▶ **PROBLEM DESCRIPTION**
Would you write out the data below exactly, with every line intact?

START INPUT DATA

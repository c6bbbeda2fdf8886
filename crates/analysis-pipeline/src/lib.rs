pub mod macro_cache;
pub mod pipeline;
pub mod reconciliation;
pub mod score;
pub mod store;

pub use macro_cache::MacroCache;
pub use pipeline::AnalysisPipeline;
pub use reconciliation::{ReconciliationReport, Reconciler};
pub use score::integrate_score;
pub use store::AnalysisStore;
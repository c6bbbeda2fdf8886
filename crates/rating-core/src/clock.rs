use chrono::{DateTime, Duration, Utc};
use std::sync::Mutex;

/// Time source for the queue, pipeline, and scheduler. Injected so that
/// eligibility windows, staleness thresholds, and health checks can be
/// tested without wall-clock waits.
pub trait Clock: Send + Sync {
    fn now(&self) -> DateTime<Utc>;
}

/// Wall-clock time.
#[derive(Debug, Clone, Copy, Default)]
pub struct SystemClock;

impl Clock for SystemClock {
    fn now(&self) -> DateTime<Utc> {
        Utc::now()
    }
}

/// Manually advanced clock for tests.
pub struct ManualClock {
    now: Mutex<DateTime<Utc>>,
}

impl ManualClock {
    pub fn new(start: DateTime<Utc>) -> Self {
        Self {
            now: Mutex::new(start),
        }
    }

    pub fn advance(&self, delta: Duration) {
        let mut now = self.now.lock().expect("clock mutex poisoned");
        *now += delta;
    }

    pub fn set(&self, to: DateTime<Utc>) {
        let mut now = self.now.lock().expect("clock mutex poisoned");
        *now = to;
    }
}

impl Clock for ManualClock {
    fn now(&self) -> DateTime<Utc> {
        *self.now.lock().expect("clock mutex poisoned")
    }
}
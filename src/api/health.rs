//! Health handler

use axum::{extract::State, Json};
use serde_json::json;

use super::AppState;

/// `GET /health` - liveness plus a few load indicators.
pub async fn check(State(state): State<AppState>) -> Json<serde_json::Value> {
    let windows = state.pipeline.window_depths();
    let uptime = (chrono::Utc::now() - state.started_at).num_seconds();

    Json(json!({
        "status": "ok",
        "uptime_secs": uptime,
        "intake_headroom": state.pipeline.intake_headroom(),
        "window_samples": windows
            .iter()
            .map(|(k, v)| (k.as_str().to_string(), *v))
            .collect::<std::collections::BTreeMap<_, _>>(),
    }))
}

END INPUT DATA

▶ **SOLVED EXERCISE**
repository c6bbbeda2fdf8886
filename crates/analysis-pipeline/src/lib.rs
pub mod macro_cache;
pub mod pipeline;
pub mod reconciliation;
pub mod score;
pub mod store;

pub use macro_cache::MacroCache;
pub use pipeline::AnalysisPipeline;
pub use reconciliation::{ReconciliationReport, Reconciler};
pub use score::integrate_score;
pub use store::AnalysisStore;
repository c6bbbeda2fdf8886
filename crates/rating-core/src/clock.rs
use chrono::{DateTime, Duration, Utc};
use std::sync::Mutex;

/// Time source for the queue, pipeline, and scheduler. Injected so that
/// eligibility windows, staleness thresholds, and health checks can be
/// tested without wall-clock waits.
pub trait Clock: Send + Sync {
    fn now(&self) -> DateTime<Utc>;
}

/// Wall-clock time.
#[derive(Debug, Clone, Copy, Default)]
pub struct SystemClock;

impl Clock for SystemClock {
    fn now(&self) -> DateTime<Utc> {
        Utc::now()
    }
}

/// Manually advanced clock for tests.
pub struct ManualClock {
    now: Mutex<DateTime<Utc>>,
}

impl ManualClock {
    pub fn new(start: DateTime<Utc>) -> Self {
        Self {
            now: Mutex::new(start),
        }
    }

    pub fn advance(&self, delta: Duration) {
        let mut now = self.now.lock().expect("clock mutex poisoned");
        *now += delta;
    }

    pub fn set(&self, to: DateTime<Utc>) {
        let mut now = self.now.lock().expect("clock mutex poisoned");
        *now = to;
    }
}

impl Clock for ManualClock {
    fn now(&self) -> DateTime<Utc> {
        *self.now.lock().expect("clock mutex poisoned")
    }
}
filename src/api/health.rs
//! Health handler

use axum::{extract::State, Json};
use serde_json::json;

use super::AppState;

/// `GET /health` - liveness plus a few load indicators.
pub async fn check(State(state): State<AppState>) -> Json<serde_json::Value> {
    let windows = state.pipeline.window_depths();
    let uptime = (chrono::Utc::now() - state.started_at).num_seconds();

    Json(json!({
        "status": "ok",
        "uptime_secs": uptime,
        "intake_headroom": state.pipeline.intake_headroom(),
        "window_samples": windows
            .iter()
            .map(|(k, v)| (k.as_str().to_string(), *v))
            .collect::<std::collections::BTreeMap<_, _>>(),
    }))
}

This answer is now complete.